Many Kenyan employees are seemingly unaware of the various types of leave in Kenya even though these breaks are supposed to benefit them.

Well, a majority are aware of the law on annual leave and the maternity leave Kenya.

But ask them about the paternity leave in Kenya, sick leave, or the types of leave for government employees and you draw blank stares.

So, what are different types of leave in Kenya and what are the procedures surrounding each?

Well, read on to get the answers.

Types of leave in Kenya: What the Kenya employment act says

Now, according to the Kenya employment act, employees are entitled to the following types of leave in Kenya:

  1. The annual leave
  2. Sick leave
  3. Maternity leave.
  4. The paternity leave.

Let’s now focus on the main legal provisions for each type of leave.

 

The Annual leave

This is perhaps the most popular leave in Kenya and most employers respect it.

But what does the law really say about the annual leave?

Well, according to the labour regulations, an employee is entitled to annual leave after working for 12 consecutive months with full pay.

Then, the leave should be at least 21 working days long.

But the law allows the employer to subdivide the annual leave days and have the employee take the leave at different intervals as long as he/she agrees.

This means that you can take the leave in ‘installments’.

For instance, you can take 7 days in January, another 7 days in May, and the remaining 7 days in October if you and your employer deem it fit.

Having said that, the law states that any pending leave days are to be taken within 18 months from the date they were earned.

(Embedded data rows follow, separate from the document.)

//! Per-request state machine.
//!
//! Consumes transport events in order and runs the terminal path exactly once:
//! a response (`Complete`), a transport failure (`Failed`), or cancellation.

use std::sync::Arc;
use std::time::Instant;
use tokio::sync::mpsc;
use tokio_util::sync::CancellationToken;
use tracing::{debug, info, warn};

use super::types::{Actions, RequestOptions, RequestStatus, ResponseValue};
use crate::adapter::RequestContext;
use crate::artifact::{self, Artifact};
use crate::config::ClientConfig;
use crate::events::{self, EventBus, LifecycleEvent};
use crate::transport::{HttpResponse, TransportError, TransportEvent};
use crate::Error;

#[derive(Debug, Clone, Copy, PartialEq, Eq)]
enum StreamState {
    InFlight,
    Streaming,
}

pub(crate) struct RequestDriver {
    pub ctx: RequestContext,
    pub actions: Actions,
    pub options: RequestOptions,
    pub events: Arc<dyn EventBus>,
    pub artifact: Artifact,
    pub config: ClientConfig,
    pub rx: mpsc::UnboundedReceiver<TransportEvent>,
    pub cancel: CancellationToken,
    pub started: Instant,
}

impl RequestDriver {
    pub async fn run(mut self) -> RequestStatus {
        let mut state = StreamState::InFlight;
        loop {
            let next = tokio::select! {
                biased;
                _ = self.cancel.cancelled() => None,
                event = self.rx.recv() => Some(event),
            };
            let Some(event) = next else {
                return self.cancelled().await;
            };

            match event {
                Some(TransportEvent::Chunk(chunk)) => {
                    if state == StreamState::InFlight {
                        state = StreamState::Streaming;
                        events::emit(
                            self.events.as_ref(),
                            LifecycleEvent::RequestStreaming,
                            &self.options,
                        );
                    }
                    (self.actions.callback)(Ok(ResponseValue::Chunk(chunk)));
                }
                Some(TransportEvent::Complete(response)) => return self.completed(response).await,
                Some(TransportEvent::Failed(err)) => return self.failed(err),
                None if self.cancel.is_cancelled() => return self.cancelled().await,
                None => {
                    return self.failed(TransportError::Other(
                        "transport ended without a response".to_string(),
                    ))
                }
            }
        }
    }

    async fn completed(self, response: HttpResponse) -> RequestStatus {
        if !response.body.is_empty() {
            (self.actions.callback)(Ok(ResponseValue::Complete(response.clone())));
        }

        let handlers = &self.ctx.adapter().handlers;
        if let Some(on_exit) = &handlers.on_exit {
            on_exit(&self.ctx, &response);
        }
        if let Some(teardown) = &handlers.teardown {
            teardown(&self.ctx);
        }
        if let Some(done) = &self.actions.done {
            done();
        }

        let status = if response.is_error() {
            RequestStatus::Error
        } else {
            RequestStatus::Success
        };
        info!(
            request_id = self.options.id,
            http_status = response.status,
            status = status.as_str(),
            duration_ms = self.started.elapsed().as_millis(),
            "request finished"
        );
        self.finish(status).await
    }

    /// Transport failures skip on_exit, teardown, done and cleanup.
    fn failed(mut self, err: TransportError) -> RequestStatus {
        warn!(
            request_id = self.options.id,
            error = %err,
            artifact = %self.artifact.path().display(),
            "request failed in transport"
        );
        (self.actions.callback)(Err(Error::Transport(err)));
        self.options.status = Some(RequestStatus::Error);
        events::emit(
            self.events.as_ref(),
            LifecycleEvent::RequestFinished,
            &self.options,
        );
        RequestStatus::Error
    }

    async fn cancelled(self) -> RequestStatus {
        if let Some(teardown) = &self.ctx.adapter().handlers.teardown {
            teardown(&self.ctx);
        }
        info!(
            request_id = self.options.id,
            duration_ms = self.started.elapsed().as_millis(),
            "request cancelled"
        );
        self.finish(RequestStatus::Cancelled).await
    }

    async fn finish(mut self, status: RequestStatus) -> RequestStatus {
        self.options.status = Some(status);
        events::emit(
            self.events.as_ref(),
            LifecycleEvent::RequestFinished,
            &self.options,
        );
        let level = self.config.effective_log_level();
        if artifact::cleanup(&self.artifact, level, status).await {
            debug!(request_id = self.options.id, "request artifact removed");
        }
        status
    }
}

Lastly, if the employment contract awards the employee more days than the statutory 21 days, the two parties are to strike an agreement on how to use the extra leave days.

 

Maternity leave in Kenya

Female employees are to be granted a fully paid 3-months maternity leave.

This leave can’t be substituted for the annual leave and is available to lady workers nearing childbirth.

The employee has a right to resume her previous position or such other fitting job that’s equitable on terms/conditions (but not worse than) to the position she held before.

Moving on, the maternity leave is deemed to end on the last date of the 90 days.

The labour laws in Kenya require that the employee issue a 7-days’ notice to the employer before proceeding on leave specifying the date she wishes to commence the leave.

The employee should also state the date she wishes to resume work in the notice.

 

Paternity Leave in Kenya

The male worker isn’t forgotten and also qualifies for a paid paternity leave in Kenya, ideally at the same time with the spouse.

Of course, one only gets this right upon their spouses’ childbirth.

Notably, the paternity leave is only applicable when the official wife (as per the employment records) bears a child and not unofficial lovers or additional wives (for polygamous men).

The paternity leave is 14 calendar days long (weekends and holidays are counted) and the employee should notify the employer about his intention to take leave within a reasonable time.

The finer details vary from one organization to the next.

 

Sick Leave in Kenya

The Employment Act also awards an employee a maximum sick leave of 7-days (fully paid) if they have worked for 2 months uninterrupted.

To avoid abuse, the employer has a right to demand a medical certificate signed by a licensed medical practitioner to confirm the status of health for the concerned employee.

It’s the duty of the employee to notify the employer of their sickness in a timely manner.

If they don’t recover fully, the employee may further earn a sick leave of 7-days with half pay for each period of 12 consecutive working months.

He/she should, however, provide a certificate (signed by a licensed medical practitioner) to prove their incapacitation.

There could be other requirements as per your employer’s staff sick leave policy.

 

Other types of Leave in Kenya

The following leaves are available in some organizations but are not provided for in the governing labour laws..

  1. Study leave
  2. Compassionate leave
  3. Sabbatical leave
  4. Leave of absence.
  5. Special leaves

Study Leave in Kenya

This purposes to help employees study for higher qualifications without being overburdened with work.

Where it’s available, the study leave will be given in line with an organization’s policy.

To recover lost time, most employers require the employee to work for them for a minimum set duration after completing the course.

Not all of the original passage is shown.